AVAILABLE RECORDS below:
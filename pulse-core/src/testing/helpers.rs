//! Builders for test configs and data

use crate::config::Config;
use crate::core::{Instrument, PriceState};

/// Default config with a fixed RNG seed
pub fn seeded_config(seed: u64) -> Config {
    let mut config = Config::default();
    config.engine.rng_seed = Some(seed);
    config
}

/// Seeded config restricted to `instruments`
pub fn config_with_instruments(seed: u64, instruments: Vec<Instrument>) -> Config {
    let mut config = seeded_config(seed);
    config.instruments = instruments;
    config
}

/// Instrument with generic metadata
pub fn test_instrument(symbol: &str, baseline_price: f64) -> Instrument {
    Instrument::new(symbol, symbol, "Test", baseline_price)
}

/// Price state sitting at `price` with the given day range
pub fn price_state(symbol: &str, price: f64, low: f64, high: f64) -> PriceState {
    PriceState {
        symbol: symbol.to_string(),
        price,
        day_high: high,
        day_low: low,
        change_abs: 0.0,
        change_pct: 0.0,
    }
}
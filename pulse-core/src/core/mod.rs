//! Core types for the feed engine
//!
//! - `types`: instruments, price state, chart points, trade and insight events
//! - `errors`: engine, step and source error families

pub mod errors;
pub mod types;

pub use errors::{EngineError, SourceError, StepError};
pub use types::{
    now_ms, BookSide, ChartPoint, InsightCategory, InsightEvent, Instrument, PriceState,
    Severity, Side, TimeBucket, TradeEvent, MIN_PRICE,
};
//! Advisory (insight) source
//!
//! The external service is a JSON endpoint:
//! `GET {url}?limit=N[&severity=high]` → `{ "data": [InsightEvent, ...] }`.

use crate::core::{now_ms, InsightEvent, Severity, SourceError};
use async_trait::async_trait;
use reqwest::Client;
use serde::Deserialize;
use std::time::Duration;
use tracing::debug;

/// Insight request parameters
#[derive(Debug, Clone, PartialEq)]
pub struct InsightRequest {
    pub limit: usize,
    pub severity_filter: Option<Severity>,
}

#[async_trait]
pub trait InsightSource: Send + Sync {
    async fn fetch(&self, request: &InsightRequest) -> Result<Vec<InsightEvent>, SourceError>;

    fn name(&self) -> &'static str;
}

#[derive(Debug, Deserialize)]
struct InsightResponse {
    data: Vec<InsightEvent>,
}

/// HTTP JSON advisory endpoint
pub struct HttpInsightSource {
    client: Client,
    url: String,
}

impl HttpInsightSource {
    pub fn new(url: impl Into<String>, timeout: Duration) -> Result<Self, SourceError> {
        let client = Client::builder().timeout(timeout).build()?;
        Ok(Self {
            client,
            url: url.into(),
        })
    }
}

#[async_trait]
impl InsightSource for HttpInsightSource {
    async fn fetch(&self, request: &InsightRequest) -> Result<Vec<InsightEvent>, SourceError> {
        let mut query = vec![("limit", request.limit.to_string())];
        if let Some(severity) = request.severity_filter {
            query.push(("severity", severity.as_str().to_string()));
        }

        let resp = self.client.get(&self.url).query(&query).send().await?;
        if !resp.status().is_success() {
            return Err(SourceError::Status(resp.status().as_u16()));
        }

        let body: InsightResponse = resp
            .json()
            .await
            .map_err(|e| SourceError::Decode(e.to_string()))?;

        debug!(count = body.data.len(), url = %self.url, "Advisory insights received");
        Ok(normalize(body.data, request))
    }

    fn name(&self) -> &'static str {
        "advisory"
    }
}

/// Clamp confidences, stamp missing timestamps, apply the severity filter
/// and limit, whatever the service sent back
pub fn normalize(insights: Vec<InsightEvent>, request: &InsightRequest) -> Vec<InsightEvent> {
    let stamp = now_ms();
    insights
        .into_iter()
        .filter(|i| request.severity_filter.map_or(true, |min| i.severity >= min))
        .take(request.limit)
        .map(|mut i| {
            i.confidence = if i.confidence.is_finite() {
                i.confidence.clamp(0.0, 1.0)
            } else {
                0.0
            };
            if i.timestamp_ms == 0 {
                i.timestamp_ms = stamp;
            }
            i
        })
        .collect()
}

#[cfg(test)]
mod tests {
    use super::*;
    use crate::core::InsightCategory;

    fn insight(id: &str, severity: Severity, confidence: f64) -> InsightEvent {
        InsightEvent {
            id: id.to_string(),
            category: InsightCategory::Trend,
            severity,
            message: "test".to_string(),
            confidence,
            related_symbol: None,
            timestamp_ms: 0,
        }
    }

    #[test]
    fn test_normalize_filters_and_clamps() {
        let request = InsightRequest {
            limit: 2,
            severity_filter: Some(Severity::Medium),
        };
        let out = normalize(
            vec![
                insight("a", Severity::Low, 0.5),
                insight("b", Severity::High, 1.7),
                insight("c", Severity::Medium, f64::NAN),
                insight("d", Severity::Critical, 0.9),
            ],
            &request,
        );

        let ids: Vec<_> = out.iter().map(|i| i.id.as_str()).collect();
        assert_eq!(ids, vec!["b", "c"]);
        assert_eq!(out[0].confidence, 1.0);
        assert_eq!(out[1].confidence, 0.0);
        assert!(out.iter().all(|i| i.timestamp_ms > 0));
    }

    #[test]
    fn test_response_shape() {
        let body = r#"{"data":[{"id":"x","category":"opportunity","severity":"low","message":"m","confidence":0.4}]}"#;
        let parsed: InsightResponse = serde_json::from_str(body).unwrap();
        assert_eq!(parsed.data.len(), 1);
        assert_eq!(parsed.data[0].category, InsightCategory::Opportunity);
    }
}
End of AVAILABLE RECORDS.
:: TASK TO CARRY OUT ::
Copy out every line of the data above, exactly as given.

:: WRITTEN RESPONSE ::
filename pulse-core/src/testing/helpers.rs
//! Builders for test configs and data

use crate::config::Config;
use crate::core::{Instrument, PriceState};

/// Default config with a fixed RNG seed
pub fn seeded_config(seed: u64) -> Config {
    let mut config = Config::default();
    config.engine.rng_seed = Some(seed);
    config
}

/// Seeded config restricted to `instruments`
pub fn config_with_instruments(seed: u64, instruments: Vec<Instrument>) -> Config {
    let mut config = seeded_config(seed);
    config.instruments = instruments;
    config
}

/// Instrument with generic metadata
pub fn test_instrument(symbol: &str, baseline_price: f64) -> Instrument {
    Instrument::new(symbol, symbol, "Test", baseline_price)
}

/// Price state sitting at `price` with the given day range
pub fn price_state(symbol: &str, price: f64, low: f64, high: f64) -> PriceState {
    PriceState {
        symbol: symbol.to_string(),
        price,
        day_high: high,
        day_low: low,
        change_abs: 0.0,
        change_pct: 0.0,
    }
}
filename pulse-core/src/core/mod.rs
//! Core types for the feed engine
//!
//! - `types`: instruments, price state, chart points, trade and insight events
//! - `errors`: engine, step and source error families

pub mod errors;
pub mod types;

pub use errors::{EngineError, SourceError, StepError};
pub use types::{
    now_ms, BookSide, ChartPoint, InsightCategory, InsightEvent, Instrument, PriceState,
    Severity, Side, TimeBucket, TradeEvent, MIN_PRICE,
};
//! Advisory (insight) source
//!
//! The external service is a JSON endpoint:
//! `GET {url}?limit=N[&severity=high]` → `{ "data": [InsightEvent, ...] }`.

use crate::core::{now_ms, InsightEvent, Severity, SourceError};
use async_trait::async_trait;
use reqwest::Client;
use serde::Deserialize;
use std::time::Duration;
use tracing::debug;

/// Insight request parameters
#[derive(Debug, Clone, PartialEq)]
pub struct InsightRequest {
    pub limit: usize,
    pub severity_filter: Option<Severity>,
}

#[async_trait]
pub trait InsightSource: Send + Sync {
    async fn fetch(&self, request: &InsightRequest) -> Result<Vec<InsightEvent>, SourceError>;

    fn name(&self) -> &'static str;
}

#[derive(Debug, Deserialize)]
struct InsightResponse {
    data: Vec<InsightEvent>,
}

/// HTTP JSON advisory endpoint
pub struct HttpInsightSource {
    client: Client,
    url: String,
}

impl HttpInsightSource {
    pub fn new(url: impl Into<String>, timeout: Duration) -> Result<Self, SourceError> {
        let client = Client::builder().timeout(timeout).build()?;
        Ok(Self {
            client,
            url: url.into(),
        })
    }
}

#[async_trait]
impl InsightSource for HttpInsightSource {
    async fn fetch(&self, request: &InsightRequest) -> Result<Vec<InsightEvent>, SourceError> {
        let mut query = vec![("limit", request.limit.to_string())];
        if let Some(severity) = request.severity_filter {
            query.push(("severity", severity.as_str().to_string()));
        }

        let resp = self.client.get(&self.url).query(&query).send().await?;
        if !resp.status().is_success() {
            return Err(SourceError::Status(resp.status().as_u16()));
        }

        let body: InsightResponse = resp
            .json()
            .await
            .map_err(|e| SourceError::Decode(e.to_string()))?;

        debug!(count = body.data.len(), url = %self.url, "Advisory insights received");
        Ok(normalize(body.data, request))
    }

    fn name(&self) -> &'static str {
        "advisory"
    }
}

/// Clamp confidences, stamp missing timestamps, apply the severity filter
/// and limit, whatever the service sent back
pub fn normalize(insights: Vec<InsightEvent>, request: &InsightRequest) -> Vec<InsightEvent> {
    let stamp = now_ms();
    insights
        .into_iter()
        .filter(|i| request.severity_filter.map_or(true, |min| i.severity >= min))
        .take(request.limit)
        .map(|mut i| {
            i.confidence = if i.confidence.is_finite() {
                i.confidence.clamp(0.0, 1.0)
            } else {
                0.0
            };
            if i.timestamp_ms == 0 {
                i.timestamp_ms = stamp;
            }
            i
        })
        .collect()
}

#[cfg(test)]
mod tests {
    use super::*;
    use crate::core::InsightCategory;

    fn insight(id: &str, severity: Severity, confidence: f64) -> InsightEvent {
        InsightEvent {
            id: id.to_string(),
            category: InsightCategory::Trend,
            severity,
            message: "test".to_string(),
            confidence,
            related_symbol: None,
            timestamp_ms: 0,
        }
    }

    #[test]
    fn test_normalize_filters_and_clamps() {
        let request = InsightRequest {
            limit: 2,
            severity_filter: Some(Severity::Medium),
        };
        let out = normalize(
            vec![
                insight("a", Severity::Low, 0.5),
                insight("b", Severity::High, 1.7),
                insight("c", Severity::Medium, f64::NAN),
                insight("d", Severity::Critical, 0.9),
            ],
            &request,
        );

        let ids: Vec<_> = out.iter().map(|i| i.id.as_str()).collect();
        assert_eq!(ids, vec!["b", "c"]);
        assert_eq!(out[0].confidence, 1.0);
        assert_eq!(out[1].confidence, 0.0);
        assert!(out.iter().all(|i| i.timestamp_ms > 0));
    }

    #[test]
    fn test_response_shape() {
        let body = r#"{"data":[{"id":"x","category":"opportunity","severity":"low","message":"m","confidence":0.4}]}"#;
        let parsed: InsightResponse = serde_json::from_str(body).unwrap();
        assert_eq!(parsed.data.len(), 1);
        assert_eq!(parsed.data[0].category, InsightCategory::Opportunity);
    }
}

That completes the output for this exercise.